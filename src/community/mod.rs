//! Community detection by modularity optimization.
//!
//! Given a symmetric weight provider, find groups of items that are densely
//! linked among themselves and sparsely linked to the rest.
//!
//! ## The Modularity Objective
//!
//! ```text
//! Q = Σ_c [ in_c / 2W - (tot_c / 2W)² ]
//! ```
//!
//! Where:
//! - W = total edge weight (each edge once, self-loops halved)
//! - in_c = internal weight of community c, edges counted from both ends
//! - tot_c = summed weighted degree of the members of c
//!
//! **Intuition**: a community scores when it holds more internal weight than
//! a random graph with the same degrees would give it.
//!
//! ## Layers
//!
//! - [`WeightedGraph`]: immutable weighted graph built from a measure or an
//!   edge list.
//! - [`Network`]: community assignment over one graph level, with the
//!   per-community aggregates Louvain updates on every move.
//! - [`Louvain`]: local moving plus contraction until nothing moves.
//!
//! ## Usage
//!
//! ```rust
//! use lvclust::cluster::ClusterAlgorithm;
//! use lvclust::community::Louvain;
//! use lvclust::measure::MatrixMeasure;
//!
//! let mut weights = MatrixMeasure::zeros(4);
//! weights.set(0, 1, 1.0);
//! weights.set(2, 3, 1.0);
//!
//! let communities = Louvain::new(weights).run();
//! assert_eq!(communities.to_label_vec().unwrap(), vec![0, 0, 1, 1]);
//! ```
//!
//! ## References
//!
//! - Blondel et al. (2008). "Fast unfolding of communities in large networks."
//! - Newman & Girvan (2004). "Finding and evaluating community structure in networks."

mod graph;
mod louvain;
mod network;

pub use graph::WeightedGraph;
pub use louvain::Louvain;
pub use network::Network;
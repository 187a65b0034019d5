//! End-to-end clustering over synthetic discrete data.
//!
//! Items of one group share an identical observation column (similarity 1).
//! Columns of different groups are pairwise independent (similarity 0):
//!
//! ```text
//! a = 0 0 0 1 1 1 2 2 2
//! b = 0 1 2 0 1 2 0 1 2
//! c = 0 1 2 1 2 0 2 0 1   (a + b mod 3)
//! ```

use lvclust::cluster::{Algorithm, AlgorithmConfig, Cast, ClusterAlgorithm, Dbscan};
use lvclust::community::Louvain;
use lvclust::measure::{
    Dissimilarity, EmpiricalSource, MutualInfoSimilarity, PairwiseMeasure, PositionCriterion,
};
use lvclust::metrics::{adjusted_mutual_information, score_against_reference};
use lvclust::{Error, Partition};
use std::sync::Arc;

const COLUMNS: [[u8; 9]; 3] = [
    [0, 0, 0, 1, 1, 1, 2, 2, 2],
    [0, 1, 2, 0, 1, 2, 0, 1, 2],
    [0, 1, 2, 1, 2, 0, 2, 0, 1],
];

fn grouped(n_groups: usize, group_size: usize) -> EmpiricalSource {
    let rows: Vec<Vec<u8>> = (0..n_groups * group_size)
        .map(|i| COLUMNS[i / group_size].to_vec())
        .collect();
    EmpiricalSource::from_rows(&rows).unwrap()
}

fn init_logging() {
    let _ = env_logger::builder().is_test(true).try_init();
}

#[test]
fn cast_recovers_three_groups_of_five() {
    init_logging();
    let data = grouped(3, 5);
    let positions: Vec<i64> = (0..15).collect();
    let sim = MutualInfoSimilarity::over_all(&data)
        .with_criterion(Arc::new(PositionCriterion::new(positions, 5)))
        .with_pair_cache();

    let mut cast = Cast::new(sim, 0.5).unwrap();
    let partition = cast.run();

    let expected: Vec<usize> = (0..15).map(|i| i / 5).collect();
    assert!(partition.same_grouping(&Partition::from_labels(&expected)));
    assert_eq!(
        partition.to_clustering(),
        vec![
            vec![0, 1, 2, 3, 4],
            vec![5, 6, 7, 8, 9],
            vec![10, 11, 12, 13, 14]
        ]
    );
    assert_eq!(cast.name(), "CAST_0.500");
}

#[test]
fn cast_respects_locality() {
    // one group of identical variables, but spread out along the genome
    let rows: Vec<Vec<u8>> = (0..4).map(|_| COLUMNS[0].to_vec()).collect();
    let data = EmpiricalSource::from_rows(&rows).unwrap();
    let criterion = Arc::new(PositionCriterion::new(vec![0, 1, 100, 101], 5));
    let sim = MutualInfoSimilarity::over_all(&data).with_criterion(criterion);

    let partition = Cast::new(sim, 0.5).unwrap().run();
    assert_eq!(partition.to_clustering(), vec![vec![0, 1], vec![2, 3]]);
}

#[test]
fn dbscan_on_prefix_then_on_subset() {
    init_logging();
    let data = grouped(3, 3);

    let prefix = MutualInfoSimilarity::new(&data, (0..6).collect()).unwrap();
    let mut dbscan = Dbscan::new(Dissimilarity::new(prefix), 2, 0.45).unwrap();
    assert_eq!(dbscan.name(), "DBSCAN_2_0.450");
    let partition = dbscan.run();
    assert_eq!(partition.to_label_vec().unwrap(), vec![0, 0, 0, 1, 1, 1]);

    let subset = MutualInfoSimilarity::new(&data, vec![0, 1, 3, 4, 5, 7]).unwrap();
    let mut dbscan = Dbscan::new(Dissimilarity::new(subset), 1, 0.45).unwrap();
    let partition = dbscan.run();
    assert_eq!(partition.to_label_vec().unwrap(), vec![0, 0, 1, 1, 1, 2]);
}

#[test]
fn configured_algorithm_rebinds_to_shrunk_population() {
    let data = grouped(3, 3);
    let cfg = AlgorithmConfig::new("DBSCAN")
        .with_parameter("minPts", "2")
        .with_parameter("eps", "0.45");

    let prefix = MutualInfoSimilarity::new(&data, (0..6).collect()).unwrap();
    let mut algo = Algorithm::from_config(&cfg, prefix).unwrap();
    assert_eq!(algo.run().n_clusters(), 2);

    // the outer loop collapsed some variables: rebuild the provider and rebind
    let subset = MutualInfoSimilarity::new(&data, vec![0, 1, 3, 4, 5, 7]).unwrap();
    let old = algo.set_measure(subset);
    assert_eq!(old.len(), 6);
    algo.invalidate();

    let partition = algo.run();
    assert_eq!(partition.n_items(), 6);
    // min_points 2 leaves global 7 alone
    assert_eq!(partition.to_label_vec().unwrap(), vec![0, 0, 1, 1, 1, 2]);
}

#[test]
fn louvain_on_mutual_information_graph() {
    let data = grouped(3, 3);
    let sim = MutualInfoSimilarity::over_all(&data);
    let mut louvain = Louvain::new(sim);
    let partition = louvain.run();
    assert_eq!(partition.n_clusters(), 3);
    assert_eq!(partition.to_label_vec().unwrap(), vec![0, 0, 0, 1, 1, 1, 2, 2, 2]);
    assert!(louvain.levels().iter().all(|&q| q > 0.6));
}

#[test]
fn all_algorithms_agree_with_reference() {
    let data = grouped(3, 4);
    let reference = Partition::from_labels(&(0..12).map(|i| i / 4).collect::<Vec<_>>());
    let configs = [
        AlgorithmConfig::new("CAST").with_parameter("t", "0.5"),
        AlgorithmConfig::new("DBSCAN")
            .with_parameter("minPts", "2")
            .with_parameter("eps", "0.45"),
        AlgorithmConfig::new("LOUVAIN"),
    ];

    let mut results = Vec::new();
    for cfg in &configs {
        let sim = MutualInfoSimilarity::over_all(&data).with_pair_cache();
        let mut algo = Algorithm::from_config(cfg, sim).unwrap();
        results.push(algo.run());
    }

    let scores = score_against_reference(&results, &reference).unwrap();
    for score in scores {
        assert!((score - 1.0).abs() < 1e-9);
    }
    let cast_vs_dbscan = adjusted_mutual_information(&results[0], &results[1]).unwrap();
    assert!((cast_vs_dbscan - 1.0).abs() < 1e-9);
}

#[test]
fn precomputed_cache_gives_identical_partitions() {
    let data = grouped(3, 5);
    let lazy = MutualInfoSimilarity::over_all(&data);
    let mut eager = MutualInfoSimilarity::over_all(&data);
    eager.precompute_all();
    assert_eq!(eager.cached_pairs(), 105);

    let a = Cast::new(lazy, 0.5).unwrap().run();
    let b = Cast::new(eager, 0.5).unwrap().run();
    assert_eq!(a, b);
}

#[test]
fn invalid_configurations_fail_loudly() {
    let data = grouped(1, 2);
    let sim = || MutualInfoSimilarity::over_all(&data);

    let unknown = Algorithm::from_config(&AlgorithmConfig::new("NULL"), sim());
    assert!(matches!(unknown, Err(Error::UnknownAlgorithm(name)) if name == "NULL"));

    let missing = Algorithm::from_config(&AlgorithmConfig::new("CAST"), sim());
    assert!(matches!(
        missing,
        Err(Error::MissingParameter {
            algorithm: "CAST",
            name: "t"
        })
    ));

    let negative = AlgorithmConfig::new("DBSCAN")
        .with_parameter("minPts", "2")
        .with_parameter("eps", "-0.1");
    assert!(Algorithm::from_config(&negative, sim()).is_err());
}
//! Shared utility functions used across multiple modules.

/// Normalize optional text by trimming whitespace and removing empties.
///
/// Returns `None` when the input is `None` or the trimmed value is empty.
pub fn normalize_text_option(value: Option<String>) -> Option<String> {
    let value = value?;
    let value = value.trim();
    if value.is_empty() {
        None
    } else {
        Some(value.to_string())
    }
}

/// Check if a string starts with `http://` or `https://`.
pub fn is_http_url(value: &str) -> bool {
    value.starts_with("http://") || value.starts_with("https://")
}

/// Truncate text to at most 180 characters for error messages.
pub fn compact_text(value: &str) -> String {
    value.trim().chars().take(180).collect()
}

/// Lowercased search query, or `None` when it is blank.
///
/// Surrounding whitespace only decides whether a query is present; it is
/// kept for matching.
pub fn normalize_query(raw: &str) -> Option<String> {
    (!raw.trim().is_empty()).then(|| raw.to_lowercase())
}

§ **WHAT IS NEEDED**
Could you copy every line from the records that mentions the word "usize"?

§ **SOLUTION TO THIS EXERCISE**
fn grouped(n_groups: usize, group_size: usize) -> EmpiricalSource {
    let expected: Vec<usize> = (0..15).map(|i| i / 5).collect();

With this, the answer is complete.